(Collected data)
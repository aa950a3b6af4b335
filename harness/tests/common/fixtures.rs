//! Test fixtures for harness configuration

use harness::{HarnessConfig, ReadinessPolicy};
use std::time::Duration;

pub struct TestFixtures;

#[allow(dead_code)]
impl TestFixtures {
    pub const CASE_ID: &'static str = "case_lifecycle::test_round_trip";
    pub const VERSION: &'static str = "0.10.1.0";

    /// Known version, short timeout
    pub fn config() -> HarnessConfig {
        HarnessConfig::builder()
            .kafka_version(Self::VERSION)
            .unwrap()
            .readiness_timeout(Duration::from_secs(5))
            .build()
    }

    /// Known version with a fixed topic
    pub fn config_with_topic(topic: &str) -> HarnessConfig {
        let mut config = Self::config();
        config.topic = Some(topic.to_string());
        config
    }

    pub fn policy() -> ReadinessPolicy {
        ReadinessPolicy::default()
    }
}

*EXERCISE REQUIREMENTS*
How many lines of these records include the word "Known"? Only the number should be written.

*RESPONSE FOR THIS EXERCISE*
2